MATERIAL TO PROCESS:
+===+

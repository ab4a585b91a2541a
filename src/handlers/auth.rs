use axum::{extract::State, Extension, Json};
use chrono::{Duration, Utc};
use serde::{Deserialize, Serialize};
use uuid::Uuid;
use validator::Validate;

use crate::auth::{
    jwt::{create_token_pair, hash_token, verify_token, TokenPair, TokenType},
    middleware::AuthUser,
    password::{hash_password, verify_password},
};
use crate::error::{AppError, AppResult};
use crate::models::user::{User, UserProfile};
use crate::models::ApiResponse;
use crate::AppState;

#[derive(Debug, Deserialize, Validate)]
pub struct RegisterRequest {
    #[validate(email(message = "A valid email is required"))]
    pub email: String,

    #[validate(length(min = 8, message = "Password must be at least 8 characters"))]
    pub password: String,

    #[validate(length(min = 1, max = 100, message = "Name must be 1-100 characters"))]
    pub name: String,
}

#[derive(Debug, Deserialize)]
pub struct LoginRequest {
    pub email: String,
    pub password: String,
}

#[derive(Debug, Deserialize)]
pub struct RefreshRequest {
    pub refresh_token: String,
}

#[derive(Debug, Serialize)]
pub struct AuthPayload {
    pub user: UserProfile,
    pub tokens: TokenPair,
}

async fn store_refresh_token(
    db: &sqlx::PgPool,
    user_id: Uuid,
    raw_refresh_token: &str,
    ttl_secs: i64,
    parent_token_id: Option<Uuid>,
) -> AppResult<Uuid> {
    let token_hash = hash_token(raw_refresh_token);
    let expires_at = Utc::now() + Duration::seconds(ttl_secs);
    let id = Uuid::new_v4();

    sqlx::query(
        r#"
        INSERT INTO refresh_tokens (id, user_id, token_hash, expires_at, parent_token_id)
        VALUES ($1, $2, $3, $4, $5)
        "#,
    )
    .bind(id)
    .bind(user_id)
    .bind(&token_hash)
    .bind(expires_at)
    .bind(parent_token_id)
    .execute(db)
    .await?;

    Ok(id)
}

/// Create a token pair AND persist the refresh token hash in the DB.
async fn issue_token_pair(
    db: &sqlx::PgPool,
    user: &User,
    config: &crate::config::Config,
    parent_token_id: Option<Uuid>,
) -> AppResult<TokenPair> {
    let tokens = create_token_pair(user.id, &user.email, user.is_admin, config)?;
    store_refresh_token(
        db,
        user.id,
        &tokens.refresh_token,
        config.jwt_refresh_ttl_secs,
        parent_token_id,
    )
    .await?;
    Ok(tokens)
}

/// Revoke all active refresh tokens for a user.
async fn revoke_all_user_tokens(db: &sqlx::PgPool, user_id: Uuid) -> AppResult<()> {
    sqlx::query(
        r#"
        UPDATE refresh_tokens
        SET revoked = true, revoked_at = NOW()
        WHERE user_id = $1 AND revoked = false
        "#,
    )
    .bind(user_id)
    .execute(db)
    .await?;
    Ok(())
}

pub async fn register(
    State(state): State<AppState>,
    Json(body): Json<RegisterRequest>,
) -> AppResult<Json<ApiResponse<AuthPayload>>> {
    body.validate()
        .map_err(|e| AppError::Validation(e.to_string()))?;

    let existing = sqlx::query_scalar::<_, i64>("SELECT COUNT(*) FROM users WHERE email = $1")
        .bind(&body.email)
        .fetch_one(&state.db)
        .await?;

    if existing > 0 {
        return Err(AppError::Conflict("Email already registered".into()));
    }

    let pwd_hash = hash_password(&body.password)?;

    let user = sqlx::query_as::<_, User>(
        r#"
        INSERT INTO users (id, email, password_hash, name)
        VALUES ($1, $2, $3, $4)
        RETURNING *
        "#,
    )
    .bind(Uuid::new_v4())
    .bind(&body.email)
    .bind(&pwd_hash)
    .bind(&body.name)
    .fetch_one(&state.db)
    .await?;

    let tokens = issue_token_pair(&state.db, &user, &state.config, None).await?;

    tracing::info!(user_id = %user.id, "New user registered");

    Ok(Json(ApiResponse::new(AuthPayload {
        user: user.into(),
        tokens,
    })))
}

pub async fn login(
    State(state): State<AppState>,
    Json(body): Json<LoginRequest>,
) -> AppResult<Json<ApiResponse<AuthPayload>>> {
    let user = sqlx::query_as::<_, User>("SELECT * FROM users WHERE email = $1")
        .bind(&body.email)
        .fetch_optional(&state.db)
        .await?
        .ok_or(AppError::Unauthorized)?;

    if !verify_password(&body.password, &user.password_hash)? {
        return Err(AppError::Unauthorized);
    }

    let tokens = issue_token_pair(&state.db, &user, &state.config, None).await?;

    Ok(Json(ApiResponse::new(AuthPayload {
        user: user.into(),
        tokens,
    })))
}

pub async fn refresh(
    State(state): State<AppState>,
    Json(body): Json<RefreshRequest>,
) -> AppResult<Json<ApiResponse<TokenPair>>> {
    let token_data = verify_token(&body.refresh_token, &state.config)?;

    if token_data.claims.token_type != TokenType::Refresh {
        return Err(AppError::Unauthorized);
    }

    let token_hash = hash_token(&body.refresh_token);

    let stored = sqlx::query_as::<_, (Uuid, Uuid, bool)>(
        r#"
        SELECT id, user_id, revoked
        FROM refresh_tokens
        WHERE token_hash = $1
        "#,
    )
    .bind(&token_hash)
    .fetch_optional(&state.db)
    .await?
    .ok_or(AppError::Unauthorized)?;

    let (stored_id, stored_user_id, revoked) = stored;

    // Reuse detection: a revoked token being presented means the refresh
    // token leaked, so the whole family is revoked.
    if revoked {
        tracing::warn!(
            user_id = %stored_user_id,
            token_id = %stored_id,
            "Refresh token reuse detected, revoking all tokens for user"
        );
        revoke_all_user_tokens(&state.db, stored_user_id).await?;
        return Err(AppError::Unauthorized);
    }

    if stored_user_id != token_data.claims.sub {
        return Err(AppError::Unauthorized);
    }

    // Single-use rotation: revoke the presented token before issuing
    sqlx::query(
        r#"
        UPDATE refresh_tokens
        SET revoked = true, revoked_at = NOW()
        WHERE id = $1
        "#,
    )
    .bind(stored_id)
    .execute(&state.db)
    .await?;

    let user = sqlx::query_as::<_, User>("SELECT * FROM users WHERE id = $1")
        .bind(stored_user_id)
        .fetch_optional(&state.db)
        .await?
        .ok_or(AppError::Unauthorized)?;

    let tokens = issue_token_pair(&state.db, &user, &state.config, Some(stored_id)).await?;
    Ok(Json(ApiResponse::new(tokens)))
}

pub async fn logout(
    State(state): State<AppState>,
    Extension(auth_user): Extension<AuthUser>,
) -> AppResult<Json<serde_json::Value>> {
    revoke_all_user_tokens(&state.db, auth_user.id).await?;
    Ok(Json(
        serde_json::json!({ "success": true, "message": "Logged out successfully" }),
    ))
}

pub async fn me(
    State(state): State<AppState>,
    Extension(auth_user): Extension<AuthUser>,
) -> AppResult<Json<ApiResponse<UserProfile>>> {
    let user = sqlx::query_as::<_, User>("SELECT * FROM users WHERE id = $1")
        .bind(auth_user.id)
        .fetch_optional(&state.db)
        .await?
        .ok_or_else(|| AppError::NotFound("User not found".into()))?;

    Ok(Json(ApiResponse::new(user.into())))
}

#[cfg(test)]
mod tests {
    use super::*;

    #[test]
    fn hash_token_is_deterministic() {
        let token = "test-refresh-token-value";
        let h1 = hash_token(token);
        let h2 = hash_token(token);
        assert_eq!(h1, h2);
        assert_eq!(h1.len(), 64); // SHA-256 hex
    }

    #[test]
    fn hash_token_differs_per_input() {
        assert_ne!(hash_token("token-a"), hash_token("token-b"));
    }

    #[test]
    fn register_request_validation() {
        let bad = RegisterRequest {
            email: "not-an-email".into(),
            password: "short".into(),
            name: String::new(),
        };
        assert!(bad.validate().is_err());

        let good = RegisterRequest {
            email: "user@example.com".into(),
            password: "a-long-password".into(),
            name: "Sam".into(),
        };
        assert!(good.validate().is_ok());
    }
}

+===+

YOUR GOAL: Make a list of all lines in the data that contain "async".

TASK ANSWER:
async fn store_refresh_token(
async fn issue_token_pair(
async fn revoke_all_user_tokens(db: &sqlx::PgPool, user_id: Uuid) -> AppResult<()> {
pub async fn register(
pub async fn login(
pub async fn refresh(
pub async fn logout(
pub async fn me(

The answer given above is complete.